The Paradox of Doing Nothing 

August 3, 2015 | Renée Fishman

The other day, going through some notes in some old apps that I no longer use, I found this:

I am grateful that I can recognize more often that sometimes the best thing for me to do for my mind and body is to allow myself to do nothing, and allowing myself to be ok with that rather than focus on all of the things I’m not doing while I do nothing. — my journal notes from 01/16/2011

My discovery that I had made progress in this crucial lesson back in 2011 breaks my heart. I am still struggling with this exact same concept. To think that I have made no progress with this since then is depressing.

Regression

As I reflect back on the past several months, I wonder: will I ever learn?

Wasn’t I supposed to learn this lesson from the concussion recovery process?

It was clear to me at the time that this event came to me as a gift, so that I would learn the lesson before it was too late. I promised myself that I would not allow that experience to be for nothing. I would make changes.

Each time somebody asked me if I was feeling back to “normal,” I emphatically stated that a return to “normal” was not my agenda.

I was going for a “new normal” one in which I actively practiced the lesson that I learned about the importance of rest and doing nothing. I was going to make changes to how I run my businesses and my life. I was going to set boundaries. Scale back. Stop the endless cycle of running and doing.

I believed that this time, I had finally internalized it. This time, I had finally learned. This time, I would incorporate this into my life. This time, I would live it.

I was sincere.

Now, in the enveloping heat of late summer, the lesson I learned so painfully over the winter seems to have melted along with the snow that seemed, at one point, to have no end.

I got pulled back onto the treadmill at full speed. Trying to catch up on the time I missed, I have been working harder than ever. No days off. Little time to rest. I heard the loud call of the internal voice that admonished,

You did nothing for three months this year. You had your time to rest.

I shut down the smaller voice that tried, in vain, to protest:
That time was essential recovery. You still must make time to rest. Remember the lessons.

The louder voice roars:

There is no time to remember the lessons. Goals await. Clients need attention. Bills need to be paid. 

Conditioning

This is our cultural conditioning:

Hustle. Don’t stop. Compete. Drive. Pursue. Mind over matter.
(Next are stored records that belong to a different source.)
//! Kanban status-transition engine for the AdminBoard console
//!
//! Every host module (KPI tasks, regulation documents, sales) shows its
//! records on the same four-column board. This crate owns what happens when
//! a card is dragged to another column: the status is applied locally at
//! once, persisted through the host's backend port, and either audited or
//! rolled back.
//!
//! ## Overview
//!
//! - **Optimistic** - the card moves before the backend answers
//! - **Rollback** - a refused or failed write snaps the card back, with one error toast
//! - **Deduplicated audit** - identical change-log rows inside a short window are written once
//! - **Ports** - persistence, audit log and toasts are host-supplied traits
//!
//! ## Basic Usage
//!
//! ```rust,no_run
//! use adminboard_kanban::{
//!     KanbanOrchestrator, Point, Ports, Record, RecordBoard, RecordKind, Viewer,
//! };
//! use adminboard_config::KanbanConfig;
//! use std::sync::Arc;
//!
//! # async fn example(ports: Ports) -> Result<(), Box<dyn std::error::Error>> {
//! let board = Arc::new(RecordBoard::with_records([
//!     Record::new(7u64, RecordKind::KpiTask, "KPI-007", "분기 실적 집계").with_assignee("김담당"),
//! ]));
//! let kanban = KanbanOrchestrator::new(&KanbanConfig::default(), board, ports, Viewer::new("김담당"))?;
//!
//! kanban.pointer_down(&7u64.into(), Point::new(0.0, 0.0));
//! kanban.pointer_move(Point::new(40.0, 0.0), None);
//! let outcome = kanban.pointer_up(Some("진행")).await;
//! println!("{:?}", outcome);
//! # Ok(())
//! # }
//! ```
//!
//! ## Status flow
//!
//! ```text
//! pointer_down ─► Pressed ──(≥ activation distance)──► Dragging
//!                   │                                    │
//!                   └─ pointer_up ─► click               ├─ no target ─► cancelled
//!                                                        └─ column key ─► validator
//!                                                                          │
//!            apply locally ◄──────────── effective ◄──────────────────────┘
//!                 │
//!           update_record ─┬─ Ok(true)  ─► audit (deduplicated) + success toast
//!                          └─ otherwise ─► restore old status + error toast
//! ```

pub mod audit;
mod board;
pub mod column;
pub mod commit;
pub mod dedup;
pub mod drag;
mod error;
pub mod events;
pub mod filter;
pub mod orchestrator;
pub mod ports;
pub mod tracker;
pub mod types;
pub mod validator;

#[cfg(any(test, feature = "test-support"))]
pub mod test_support;

pub use audit::{AuditDisposition, AuditTrail};
pub use board::RecordBoard;
pub use column::{ColorPair, StatusColumn};
pub use commit::{CommitOutcome, OptimisticCommitController};
pub use dedup::{AuditDeduplicator, DedupKey};
pub use drag::{
    DragSession, DraggableRecord, DroppableColumn, GesturePhase, Point, PointerSensor,
    RecordPhase, Translate, Viewer,
};
pub use error::{KanbanError, Result};
pub use events::{BoardEvent, EventBus};
pub use filter::BoardFilter;
pub use orchestrator::{ColumnView, GestureOutcome, KanbanOrchestrator};
pub use ports::{
    AuditPort, NotificationPort, NotificationSeverity, PersistencePort, PortError, Ports,
};
pub use tracker::{DerivedFieldTracker, FieldChange};
pub use types::{
    AuditAction, AuditEntryId, AuditLogEntry, Record, RecordId, RecordKind, RecordPatch, Status,
    STATUS_FIELD,
};
pub use validator::Transition;

// Re-export so host modules can implement the async ports without a direct dependency
pub use async_trait::async_trait;
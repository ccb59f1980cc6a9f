//! Strongly typed configuration for the kanban transition engine

use crate::error::{ConfigError, ConfigResult};
use serde::{Deserialize, Serialize};
use std::time::Duration;

/// Pointer travel, in logical pixels, before a press becomes a drag
pub const DEFAULT_ACTIVATION_DISTANCE: f64 = 8.0;

/// Card opacity while it is being dragged
pub const DEFAULT_DRAGGING_OPACITY: f32 = 0.5;

/// Window during which identical audit entries are collapsed
pub const DEFAULT_DEDUP_WINDOW_MS: u64 = 2000;

/// Number of distinct audit keys remembered by the deduplicator
pub const DEFAULT_DEDUP_CAPACITY: usize = 16;

/// Buffered board events per subscriber before lagging
pub const DEFAULT_EVENT_CHANNEL_CAPACITY: usize = 64;

/// Complete engine configuration
#[derive(Debug, Clone, Default, PartialEq, Serialize, Deserialize)]
#[serde(default)]
pub struct KanbanConfig {
    pub drag: DragConfig,
    pub audit: AuditConfig,
    pub events: EventConfig,
}

/// Drag sensor and visual feedback settings
#[derive(Debug, Clone, PartialEq, Serialize, Deserialize)]
#[serde(default)]
pub struct DragConfig {
    /// Minimum pointer travel separating a click from a drag
    pub activation_distance: f64,
    /// Opacity applied to a card while it is dragged
    pub dragging_opacity: f32,
}

impl Default for DragConfig {
    fn default() -> Self {
        Self {
            activation_distance: DEFAULT_ACTIVATION_DISTANCE,
            dragging_opacity: DEFAULT_DRAGGING_OPACITY,
        }
    }
}

/// Audit deduplication settings
#[derive(Debug, Clone, PartialEq, Eq, Serialize, Deserialize)]
#[serde(default)]
pub struct AuditConfig {
    pub dedup_window_ms: u64,
    pub dedup_capacity: usize,
}

impl AuditConfig {
    pub fn dedup_window(&self) -> Duration {
        Duration::from_millis(self.dedup_window_ms)
    }
}

impl Default for AuditConfig {
    fn default() -> Self {
        Self {
            dedup_window_ms: DEFAULT_DEDUP_WINDOW_MS,
            dedup_capacity: DEFAULT_DEDUP_CAPACITY,
        }
    }
}

/// Board event channel settings
#[derive(Debug, Clone, PartialEq, Eq, Serialize, Deserialize)]
#[serde(default)]
pub struct EventConfig {
    pub channel_capacity: usize,
}

impl Default for EventConfig {
    fn default() -> Self {
        Self {
            channel_capacity: DEFAULT_EVENT_CHANNEL_CAPACITY,
        }
    }
}

impl KanbanConfig {
    /// Reject values the engine cannot operate with
    pub fn validate(&self) -> ConfigResult<()> {
        if !self.drag.activation_distance.is_finite() || self.drag.activation_distance <= 0.0 {
            return Err(ConfigError::invalid_value(
                "drag.activation_distance",
                format!("must be a positive number, got {}", self.drag.activation_distance),
            ));
        }
        if !(self.drag.dragging_opacity > 0.0 && self.drag.dragging_opacity <= 1.0) {
            return Err(ConfigError::invalid_value(
                "drag.dragging_opacity",
                format!("must be in (0, 1], got {}", self.drag.dragging_opacity),
            ));
        }
        if self.audit.dedup_capacity == 0 {
            return Err(ConfigError::invalid_value(
                "audit.dedup_capacity",
                "must be at least 1",
            ));
        }
        if self.events.channel_capacity == 0 {
            return Err(ConfigError::invalid_value(
                "events.channel_capacity",
                "must be at least 1",
            ));
        }
        Ok(())
    }
}
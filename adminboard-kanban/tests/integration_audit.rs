//! Audit log behaviour: dedup window, hydration suppression, host CRUD entries

use adminboard_config::KanbanConfig;
use adminboard_kanban::test_support::{MemoryAuditLog, RecordingNotifier, ScriptedPersistence};
use adminboard_kanban::{
    AuditAction, AuditDisposition, AuditLogEntry, BoardEvent, KanbanOrchestrator, Ports, Record,
    RecordBoard, RecordId, RecordKind, Status, Viewer,
};
use chrono::NaiveDate;
use std::sync::Arc;
use std::time::Duration;

const REVISION_DATE: &str = "최신 개정일";
const REVISION: &str = "최신 개정";

fn document() -> Record {
    Record::new(31u64, RecordKind::RegulationDocument, "SEC-2024-031", "정보보호 관리지침")
        .with_team("정보보호팀")
        .with_assignee("최보안")
        .with_date(NaiveDate::from_ymd_opt(2024, 3, 4).unwrap())
}

fn setup() -> (KanbanOrchestrator, Arc<MemoryAuditLog>) {
    let audit_log = Arc::new(MemoryAuditLog::new());
    let ports = Ports::new(
        Arc::new(ScriptedPersistence::new()),
        audit_log.clone(),
        Arc::new(RecordingNotifier::new()),
    );
    let board = Arc::new(RecordBoard::with_records([document()]));
    let kanban = KanbanOrchestrator::new(
        &KanbanConfig::default(),
        board,
        ports,
        Viewer::new("최보안"),
    )
    .unwrap();
    (kanban, audit_log)
}

#[tokio::test(start_paused = true)]
async fn test_identical_entries_within_window_written_once() {
    let (kanban, audit_log) = setup();
    let entry = AuditLogEntry::status_change(&document(), Status::Done, "최보안");

    assert!(kanban.audit().submit(entry.clone()).await.is_written());
    tokio::time::advance(Duration::from_millis(1000)).await;
    assert_eq!(
        kanban.audit().submit(entry.clone()).await,
        AuditDisposition::Suppressed
    );
    tokio::time::advance(Duration::from_millis(999)).await;
    assert_eq!(
        kanban.audit().submit(entry).await,
        AuditDisposition::Suppressed
    );

    assert_eq!(audit_log.entries().len(), 1);
}

#[tokio::test(start_paused = true)]
async fn test_identical_entries_2100ms_apart_both_written() {
    let (kanban, audit_log) = setup();
    let entry = AuditLogEntry::status_change(&document(), Status::Done, "최보안");

    assert!(kanban.audit().submit(entry.clone()).await.is_written());
    tokio::time::advance(Duration::from_millis(2100)).await;
    assert!(kanban.audit().submit(entry).await.is_written());

    assert_eq!(audit_log.entries().len(), 2);
}

#[tokio::test(start_paused = true)]
async fn test_bulk_creates_do_not_evict_live_key() {
    let (kanban, audit_log) = setup();
    let audit = kanban.audit();
    let entry = AuditLogEntry::status_change(&document(), Status::Done, "최보안");

    assert!(audit.submit(entry.clone()).await.is_written());
    for n in 0..16u64 {
        let record = Record::new(100 + n, RecordKind::KpiTask, format!("KPI-{:03}", n), "일괄 등록");
        assert!(audit.record_created(&record, "최보안").await.is_written());
    }
    assert_eq!(audit.submit(entry).await, AuditDisposition::Suppressed);

    let for_document = audit_log
        .entries()
        .iter()
        .filter(|e| e.record_id == RecordId::from(31u64))
        .count();
    assert_eq!(for_document, 1);
}

#[tokio::test(start_paused = true)]
async fn test_two_watchers_reporting_one_upload() {
    let (kanban, audit_log) = setup();
    let doc = document();
    let audit = kanban.audit();

    // Hydration on load
    audit.observe_derived(&doc, REVISION_DATE, Some("2024-01-10"), "최보안").await;

    // Revision upload: two effects observe the same derived change
    let first = audit
        .observe_derived(&doc, REVISION_DATE, Some("2024-03-04"), "최보안")
        .await;
    let duplicate = AuditLogEntry::field_change(&doc, REVISION_DATE, "2024-01-10", "2024-03-04", "최보안");
    let second = audit.submit(duplicate).await;

    assert!(first.unwrap().is_written());
    assert_eq!(second, AuditDisposition::Suppressed);
    assert_eq!(audit_log.entries().len(), 1);
}

#[tokio::test(start_paused = true)]
async fn test_initial_load_not_logged() {
    let (kanban, audit_log) = setup();
    let doc = document();
    let audit = kanban.audit();

    // Detail view opens: values are empty, then hydrate
    assert!(audit.observe_derived(&doc, REVISION, None, "최보안").await.is_none());
    assert!(audit.observe_derived(&doc, REVISION_DATE, None, "최보안").await.is_none());
    assert!(audit.observe_derived(&doc, REVISION, Some("v3"), "최보안").await.is_none());
    assert!(audit
        .observe_derived(&doc, REVISION_DATE, Some("2024-01-10"), "최보안")
        .await
        .is_none());
    assert!(audit_log.entries().is_empty());

    // Real upload afterwards is logged
    let written = audit.observe_derived(&doc, REVISION, Some("v4"), "최보안").await;
    assert!(written.unwrap().is_written());

    let entries = audit_log.entries();
    assert_eq!(entries.len(), 1);
    assert_eq!(entries[0].changed_field, REVISION);
    assert_eq!(entries[0].before_value, "v3");
    assert_eq!(entries[0].after_value, "v4");
    assert_eq!(
        entries[0].description,
        "문서 '정보보호 관리지침'(SEC-2024-031) 최신 개정 변경: v3 → v4"
    );
}

#[tokio::test(start_paused = true)]
async fn test_reselecting_record_hydrates_again() {
    let (kanban, audit_log) = setup();
    let doc = document();
    let audit = kanban.audit();

    audit.observe_derived(&doc, REVISION, Some("v3"), "최보안").await;
    audit.forget(&doc.id);

    // Reopening the detail view hydrates again
    assert!(audit.observe_derived(&doc, REVISION, Some("v9"), "최보안").await.is_none());
    assert!(audit_log.entries().is_empty());
}

#[tokio::test(start_paused = true)]
async fn test_host_create_and_delete_are_audited() {
    let (kanban, audit_log) = setup();
    let mut events = kanban.subscribe();

    let record = Record::new(32u64, RecordKind::RegulationDocument, "SEC-2024-032", "원격근무 보안수칙")
        .with_team("정보보호팀");
    kanban.board().insert(record.clone());
    assert!(kanban.audit().record_created(&record, "최보안").await.is_written());

    let removed = kanban.board().remove(&record.id).unwrap();
    assert!(kanban.audit().record_deleted(&removed, "최보안").await.is_written());

    let actions: Vec<AuditAction> = audit_log.entries().iter().map(|e| e.action).collect();
    assert_eq!(actions, vec![AuditAction::Create, AuditAction::Delete]);
    assert_eq!(audit_log.entries()[1].description, "문서 '원격근무 보안수칙'(SEC-2024-032) 삭제");

    let mut refreshed = 0;
    while let Ok(event) = events.try_recv() {
        if matches!(event, BoardEvent::AuditLogAppended { record_id, .. } if record_id == RecordId::from(32u64)) {
            refreshed += 1;
        }
    }
    assert_eq!(refreshed, 2);
}

#[tokio::test(start_paused = true)]
async fn test_dedup_window_from_config() {
    let audit_log = Arc::new(MemoryAuditLog::new());
    let ports = Ports::new(
        Arc::new(ScriptedPersistence::new()),
        audit_log.clone(),
        Arc::new(RecordingNotifier::new()),
    );
    let mut config = KanbanConfig::default();
    config.audit.dedup_window_ms = 500;
    let kanban = KanbanOrchestrator::new(
        &config,
        Arc::new(RecordBoard::with_records([document()])),
        ports,
        Viewer::new("최보안"),
    )
    .unwrap();

    let entry = AuditLogEntry::status_change(&document(), Status::OnHold, "최보안");
    kanban.audit().submit(entry.clone()).await;
    tokio::time::advance(Duration::from_millis(600)).await;
    kanban.audit().submit(entry).await;

    assert_eq!(audit_log.entries().len(), 2);
}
Like a good soldier, I complied. And these were my results:

Migraines. Exhaustion. Every muscle in my body hurting. The flu.

Accountability check: What happened to the “new normal”? What happened to prioritizing those things that are most important to me? What happened to the commitment I made to myself to write more, so I can share my struggles and experiences and lessons with others?

The Challenge

I spend so much of my time in transit, running from one appointment to the next. Even when I’m sitting still, I’m often running: shifting my attention from one project to the next, without any time in between to reflect or gather my thoughts. Even when I build margin into my days, it evaporates in the influx of demands that are often both urgent and important.

When I have succeeded in creating space, it invariably feels too short. Before I’ve had a chance to finish, I need to move on to something else. Client demands. Appointments. When I return to the project, I’ve forgotten where I was headed, or the emotion of the experience has passed and I can’t seem to get it back. New experiences trigger new thoughts. They get muddled together with the other thoughts. The result is another half-finished article in the digital repository of my life. Nothing gets finished.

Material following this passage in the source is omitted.